### [What to work on]
Across the entries below, how many lines contain the string "Tabs"? Give only the count.

=== Material supplied ===

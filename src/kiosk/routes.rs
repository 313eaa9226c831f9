use std::sync::Arc;

use axum::extract::{Query, State};
use axum::response::{IntoResponse, Redirect, Response};
use axum::routing::{get, post};
use axum::{Form, Json, Router};
use axum_extra::extract::PrivateCookieJar;
use serde::{Deserialize, Serialize};

use super::config::KioskConfig;
use super::error::KioskError;
use super::state::KioskState;
use super::tabs::{Flash, Tabs};
use super::types::HostOption;
use crate::banner::Banner;
use crate::error::FieldError;
use crate::fayda_id::live_feedback;
use crate::gateway::ApiGateway;
use crate::types::HostId;
use crate::verification::CallbackQuery;
use crate::workflow::{CheckInState, CheckOutState, WorkflowError};

const CHECKIN: &str = "/checkin";
const CHECKOUT: &str = "/checkout";

type Navigate = Result<(PrivateCookieJar, Redirect), KioskError>;

/// Create the front-desk kiosk router.
///
/// Every `POST` answers with `303 See Other`: to the identity provider when
/// verification starts, otherwise back to the workflow's view, whose next load
/// carries any banner or field error the action produced.
///
/// Only the two views open a tab. Any other request without a live tab is sent
/// to the view without acting.
pub fn kiosk_routes<G: ApiGateway>(config: KioskConfig, gateway: G) -> Router {
    let state = KioskState {
        gateway: Arc::new(gateway),
        config: Arc::new(config.core),
        tabs: Arc::new(Tabs::new(config.settings.tab_idle, config.settings.max_tabs)),
        settings: config.settings,
    };

    Router::new()
        .route("/hosts", get(hosts::<G>))
        .route(CHECKIN, get(checkin_view::<G>))
        .route("/checkin/fayda-id", post(submit_fayda_id::<G>))
        .route("/checkin/fayda-id/feedback", get(fayda_id_feedback))
        .route("/checkin/qr", get(scan_qr::<G>))
        .route("/checkin/confirm", post(confirm_identity::<G>))
        .route("/checkin/reject", post(reject_identity::<G>))
        .route("/checkin/back", post(back_to_verification::<G>))
        .route("/checkin/visit", post(submit_visit::<G>))
        .route("/checkin/new", post(new_checkin::<G>))
        .route("/checkin/reset", post(reset_checkin::<G>))
        .route(CHECKOUT, get(checkout_view::<G>))
        .route("/checkout/lookup", post(lookup_visit::<G>))
        .route("/checkout/confirm", post(confirm_checkout::<G>))
        .route("/checkout/cancel", post(cancel_checkout::<G>))
        .route("/checkout/new", post(new_checkout::<G>))
        .route("/checkout/reset", post(reset_checkout::<G>))
        .with_state(state)
}

fn settle_and_go<T>(
    jar: PrivateCookieJar,
    flash: &Flash,
    result: Result<T, WorkflowError>,
    to: &str,
) -> Navigate {
    flash.settle(result)?;
    Ok((jar, Redirect::to(to)))
}

// ── Hosts ──────────────────────────────────────────────────────────

async fn hosts<G: ApiGateway>(
    State(state): State<KioskState<G>>,
    jar: PrivateCookieJar,
) -> Result<Response, KioskError> {
    let Some(tab) = state.find_tab(&jar) else {
        return Ok(Redirect::to(CHECKIN).into_response());
    };
    let result = tab.checkin.load_hosts().await;
    let options: Vec<HostOption> = result
        .as_ref()
        .map(|hosts| hosts.iter().map(HostOption::from).collect())
        .unwrap_or_default();
    tab.checkin_flash.settle(result)?;
    Ok(Json(options).into_response())
}

// ── Check-in ───────────────────────────────────────────────────────

#[derive(Serialize)]
struct CheckInView {
    #[serde(flatten)]
    state: CheckInState,
    busy: bool,
    hosts: Vec<HostOption>,
    banners: Vec<Banner>,
    field_errors: Vec<FieldError>,
}

#[derive(Deserialize)]
struct CallbackParams {
    code: Option<String>,
    state: Option<String>,
    error: Option<String>,
    error_description: Option<String>,
}

impl From<CallbackParams> for CallbackQuery {
    fn from(params: CallbackParams) -> Self {
        let present = |v: Option<String>| v.filter(|v| !v.is_empty());
        Self {
            code: present(params.code),
            state: present(params.state),
            error: present(params.error),
            error_description: present(params.error_description),
        }
    }
}

async fn checkin_view<G: ApiGateway>(
    State(state): State<KioskState<G>>,
    jar: PrivateCookieJar,
    Query(params): Query<CallbackParams>,
) -> Result<Response, KioskError> {
    let (jar, tab) = state.open_tab(jar).await;

    let query = CallbackQuery::from(params);
    if query.is_callback() {
        let result = tab.checkin.resume(&query).await;
        // Reload the page without code/state so a refresh cannot replay them.
        return settle_and_go(jar, &tab.checkin_flash, result, CHECKIN)
            .map(IntoResponse::into_response);
    }

    let flash = tab.checkin_flash.take();
    let view = CheckInView {
        state: tab.checkin.state(),
        busy: tab.checkin.is_busy(),
        hosts: tab.checkin.hosts().iter().map(HostOption::from).collect(),
        banners: flash.banners,
        field_errors: flash.field_errors,
    };
    Ok((jar, Json(view)).into_response())
}

#[derive(Deserialize)]
struct FaydaIdForm {
    #[serde(default)]
    fayda_id: String,
}

async fn submit_fayda_id<G: ApiGateway>(
    State(state): State<KioskState<G>>,
    jar: PrivateCookieJar,
    Form(form): Form<FaydaIdForm>,
) -> Navigate {
    let Some(tab) = state.find_tab(&jar) else {
        return Ok((jar, Redirect::to(CHECKIN)));
    };
    let result = tab.checkin.submit_fayda_id(&form.fayda_id).await;
    let target = result
        .as_ref()
        .map_or_else(|_| CHECKIN.to_owned(), |nav| nav.url.to_string());
    settle_and_go(jar, &tab.checkin_flash, result, &target)
}

#[derive(Deserialize)]
struct FeedbackParams {
    #[serde(default)]
    value: String,
}

#[derive(Serialize)]
struct FeedbackView {
    cleaned: String,
    valid: bool,
    error: Option<FieldError>,
}

async fn fayda_id_feedback(Query(params): Query<FeedbackParams>) -> Json<FeedbackView> {
    let feedback = live_feedback(&params.value);
    Json(FeedbackView {
        valid: feedback.is_valid(),
        cleaned: feedback.cleaned,
        error: feedback.error,
    })
}

async fn scan_qr<G: ApiGateway>(
    State(state): State<KioskState<G>>,
    jar: PrivateCookieJar,
) -> Response {
    match state.find_tab(&jar) {
        Some(tab) => Json(tab.checkin.scan_qr()).into_response(),
        None => Redirect::to(CHECKIN).into_response(),
    }
}

async fn confirm_identity<G: ApiGateway>(
    State(state): State<KioskState<G>>,
    jar: PrivateCookieJar,
) -> Navigate {
    let Some(tab) = state.find_tab(&jar) else {
        return Ok((jar, Redirect::to(CHECKIN)));
    };
    let result = tab.checkin.confirm();
    settle_and_go(jar, &tab.checkin_flash, result, CHECKIN)
}

async fn reject_identity<G: ApiGateway>(
    State(state): State<KioskState<G>>,
    jar: PrivateCookieJar,
) -> Navigate {
    let Some(tab) = state.find_tab(&jar) else {
        return Ok((jar, Redirect::to(CHECKIN)));
    };
    let result = tab.checkin.reject().map(|banner| tab.checkin_flash.push_banners([banner]));
    settle_and_go(jar, &tab.checkin_flash, result, CHECKIN)
}

async fn back_to_verification<G: ApiGateway>(
    State(state): State<KioskState<G>>,
    jar: PrivateCookieJar,
) -> Navigate {
    let Some(tab) = state.find_tab(&jar) else {
        return Ok((jar, Redirect::to(CHECKIN)));
    };
    let result = tab.checkin.back();
    settle_and_go(jar, &tab.checkin_flash, result, CHECKIN)
}

#[derive(Deserialize)]
struct VisitForm {
    /// Empty when nothing is selected in the dropdown.
    #[serde(default)]
    host_id: String,
    #[serde(default)]
    reason: String,
}

async fn submit_visit<G: ApiGateway>(
    State(state): State<KioskState<G>>,
    jar: PrivateCookieJar,
    Form(form): Form<VisitForm>,
) -> Navigate {
    let Some(tab) = state.find_tab(&jar) else {
        return Ok((jar, Redirect::to(CHECKIN)));
    };
    let host_id = form.host_id.trim().parse::<HostId>().ok();
    let result = tab.checkin.submit_visit(host_id, &form.reason).await;
    settle_and_go(jar, &tab.checkin_flash, result, CHECKIN)
}

async fn new_checkin<G: ApiGateway>(
    State(state): State<KioskState<G>>,
    jar: PrivateCookieJar,
) -> Navigate {
    let Some(tab) = state.find_tab(&jar) else {
        return Ok((jar, Redirect::to(CHECKIN)));
    };
    let result = tab.checkin.new_checkin();
    settle_and_go(jar, &tab.checkin_flash, result, CHECKIN)
}

async fn reset_checkin<G: ApiGateway>(
    State(state): State<KioskState<G>>,
    jar: PrivateCookieJar,
) -> Navigate {
    let Some(tab) = state.find_tab(&jar) else {
        return Ok((jar, Redirect::to(CHECKIN)));
    };
    let result = tab.checkin.reset();
    settle_and_go(jar, &tab.checkin_flash, result, CHECKIN)
}

// ── Check-out ──────────────────────────────────────────────────────

#[derive(Serialize)]
struct CheckOutView {
    #[serde(flatten)]
    state: CheckOutState,
    busy: bool,
    banners: Vec<Banner>,
    field_errors: Vec<FieldError>,
}

async fn checkout_view<G: ApiGateway>(
    State(state): State<KioskState<G>>,
    jar: PrivateCookieJar,
) -> (PrivateCookieJar, Json<CheckOutView>) {
    let (jar, tab) = state.open_tab(jar).await;
    let flash = tab.checkout_flash.take();
    let view = CheckOutView {
        state: tab.checkout.state(),
        busy: tab.checkout.is_busy(),
        banners: flash.banners,
        field_errors: flash.field_errors,
    };
    (jar, Json(view))
}

async fn lookup_visit<G: ApiGateway>(
    State(state): State<KioskState<G>>,
    jar: PrivateCookieJar,
    Form(form): Form<FaydaIdForm>,
) -> Navigate {
    let Some(tab) = state.find_tab(&jar) else {
        return Ok((jar, Redirect::to(CHECKOUT)));
    };
    let result = tab.checkout.lookup(&form.fayda_id).await;
    settle_and_go(jar, &tab.checkout_flash, result, CHECKOUT)
}

async fn confirm_checkout<G: ApiGateway>(
    State(state): State<KioskState<G>>,
    jar: PrivateCookieJar,
) -> Navigate {
    let Some(tab) = state.find_tab(&jar) else {
        return Ok((jar, Redirect::to(CHECKOUT)));
    };
    let result = tab.checkout.confirm().await;
    settle_and_go(jar, &tab.checkout_flash, result, CHECKOUT)
}

async fn cancel_checkout<G: ApiGateway>(
    State(state): State<KioskState<G>>,
    jar: PrivateCookieJar,
) -> Navigate {
    let Some(tab) = state.find_tab(&jar) else {
        return Ok((jar, Redirect::to(CHECKOUT)));
    };
    let result = tab.checkout.cancel();
    settle_and_go(jar, &tab.checkout_flash, result, CHECKOUT)
}

async fn new_checkout<G: ApiGateway>(
    State(state): State<KioskState<G>>,
    jar: PrivateCookieJar,
) -> Navigate {
    let Some(tab) = state.find_tab(&jar) else {
        return Ok((jar, Redirect::to(CHECKOUT)));
    };
    let result = tab.checkout.new_checkout();
    settle_and_go(jar, &tab.checkout_flash, result, CHECKOUT)
}

async fn reset_checkout<G: ApiGateway>(
    State(state): State<KioskState<G>>,
    jar: PrivateCookieJar,
) -> Navigate {
    let Some(tab) = state.find_tab(&jar) else {
        return Ok((jar, Redirect::to(CHECKOUT)));
    };
    tab.checkout.reset();
    settle_and_go(jar, &tab.checkout_flash, Ok::<_, WorkflowError>(()), CHECKOUT)
}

===

### [Task result]
2